Total distance: 423.66 km (263.2 mi) / Total time: 11:06:33 / Moving time: 7:26:59
Average speed: 38.14 km/h (23.7 mi/h) / Average moving speed: 56.87 km/h (35.3 mi/h)
Max speed: 138.54 km/h (86.1 mi/h) / Average pace: 1.57 min/km (2.5 min/mi)
Average moving pace: 1.06 min/km (1.7 min/mi) / Fastest pace: 0.43 min/km (0.7 min/mi)
Max elevation: 2276 m (7466 ft)
As we were packing the cars, the owners of the Safari Inn asked us to pose our cars under their sign for a few photos. Perhaps in years to come we will be part of some advertising material?
Before departing this fairly desolate motel town we enjoyed a authentic Mexican inspired egg breakfast then posed the cars before one of the towns several wall murals. Seems when a town is really in the dumps, they call in the mural artists to save them.
Our first RT66 roadside attraction of the day was the Route 66 Auto Museum in Santa Rosa NM. The outside lot is littered with rusting jalopies and the inside is populated with about 40 nice condition but not so special 50s and 60s American autos. Any large town cruse night would bring out much more variety and similar quality.
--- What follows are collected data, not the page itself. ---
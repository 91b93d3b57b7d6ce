//! In-memory storage backend.

use std::collections::HashMap;

use super::{KeyValueStore, StorageError};

/// Map-backed store, useful for tests and hosts without durable storage.
///
/// An optional quota caps the total bytes of keys plus values, mirroring the
/// per-origin limits browsers enforce on local storage.
#[derive(Debug, Default, Clone)]
pub struct MemoryStore {
    entries: HashMap<String, String>,
    quota: Option<usize>,
    unavailable: bool,
}

impl MemoryStore {
    /// Create an empty store with no quota.
    #[must_use]
    pub fn new() -> Self {
        Self::default()
    }

    /// Create an empty store that rejects writes beyond `quota` bytes.
    #[must_use]
    pub fn with_quota(quota: usize) -> Self {
        Self {
            quota: Some(quota),
            ..Self::default()
        }
    }

    /// Create a store whose every operation fails, as when storage is disabled.
    #[must_use]
    pub fn unavailable() -> Self {
        Self {
            unavailable: true,
            ..Self::default()
        }
    }

    /// Seed a raw value, bypassing the quota.
    #[must_use]
    pub fn with_entry(mut self, key: &str, value: &str) -> Self {
        self.entries.insert(key.to_string(), value.to_string());
        self
    }

    fn used_bytes_without(&self, key: &str) -> usize {
        self.entries
            .iter()
            .filter(|(k, _)| k.as_str() != key)
            .map(|(k, v)| k.len() + v.len())
            .sum()
    }
}

impl KeyValueStore for MemoryStore {
    fn get(&self, key: &str) -> Result<Option<String>, StorageError> {
        if self.unavailable {
            return Err(StorageError::Unavailable("storage is disabled".to_string()));
        }
        Ok(self.entries.get(key).cloned())
    }

    fn set(&mut self, key: &str, value: &str) -> Result<(), StorageError> {
        if self.unavailable {
            return Err(StorageError::Unavailable("storage is disabled".to_string()));
        }
        if let Some(quota) = self.quota {
            let needed = self.used_bytes_without(key) + key.len() + value.len();
            if needed > quota {
                return Err(StorageError::QuotaExceeded { needed, quota });
            }
        }
        self.entries.insert(key.to_string(), value.to_string());
        Ok(())
    }
}

#[cfg(test)]
#[allow(clippy::unwrap_used)]
mod tests {
    use super::*;

    #[test]
    fn test_set_then_get() {
        let mut store = MemoryStore::new();
        assert_eq!(store.get("k").unwrap(), None);
        store.set("k", "v1").unwrap();
        store.set("k", "v2").unwrap();
        assert_eq!(store.get("k").unwrap().as_deref(), Some("v2"));
    }

    #[test]
    fn test_quota_exceeded_keeps_previous_value() {
        let mut store = MemoryStore::with_quota(8);
        store.set("k", "short").unwrap();
        let err = store.set("k", "much too long").unwrap_err();
        assert!(matches!(err, StorageError::QuotaExceeded { quota: 8, .. }));
        assert_eq!(store.get("k").unwrap().as_deref(), Some("short"));
    }

    #[test]
    fn test_unavailable_fails_everything() {
        let mut store = MemoryStore::unavailable();
        assert!(matches!(store.get("k"), Err(StorageError::Unavailable(_))));
        assert!(matches!(store.set("k", "v"), Err(StorageError::Unavailable(_))));
    }
}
On 66 westward again the terrain is really noticeably different now. This truly is the west as mountains start to appear and the vast open sky fills the windscreen and the road stretches endlessly before you. The heatwave we were warned about a few days back has been broken by some well needed rainstorms. Now a stiff and cool breeze pushes the little Giulia around as it blasts along at the open country speeds of 80+ mph.
A sharp turn north to Las Vegas NM showed us it is not a sin city the Nevada version is. This time it’s an historic town filled with hundreds of buildings listed on the registry of historic places. For us, the small bar inside the towns largest building; the Plaza Hotel, was our real interest. A local New Mexican pale ale was very nice.
Educational time arrived as we explored the Pecos National Historic Park. Here we learned about the Indian tribes that lived in this area that were “convinced” by invading Spanish soldiers that christianity was the way to go. Several pueblos still exist as does the remains of the Spanish monastery. Our Indian adventure was cut a little short with some impending weather moving in bringing dark clouds, wind and heavy rains. We jumped in our Italians and beat it.
The town of Santa Fe was next and was quite a stark comparison to the actual Indian pueblos just explored. This town full of trendy people and an air of fake pretense was not worth the trouble to visit. The Loretto Chapel is located deep in a touristy shopping district. Their “claim to fame” is a free standing circular staircase built by a mysterious carpenter. As you exit the chapel you are confronted with all manner of cheesy souvenirs to purchase with images of the wooden staircase. The craft beers we had at Marble Brewing did nothing to make up for the cheap experience of the town and its hipster shoppers.
Fortunately upon arrive in our last stop of the night – Albuquerque – we were able to cleans our minds with some fine craft beer and country music at the IL Vicino Brewing Company.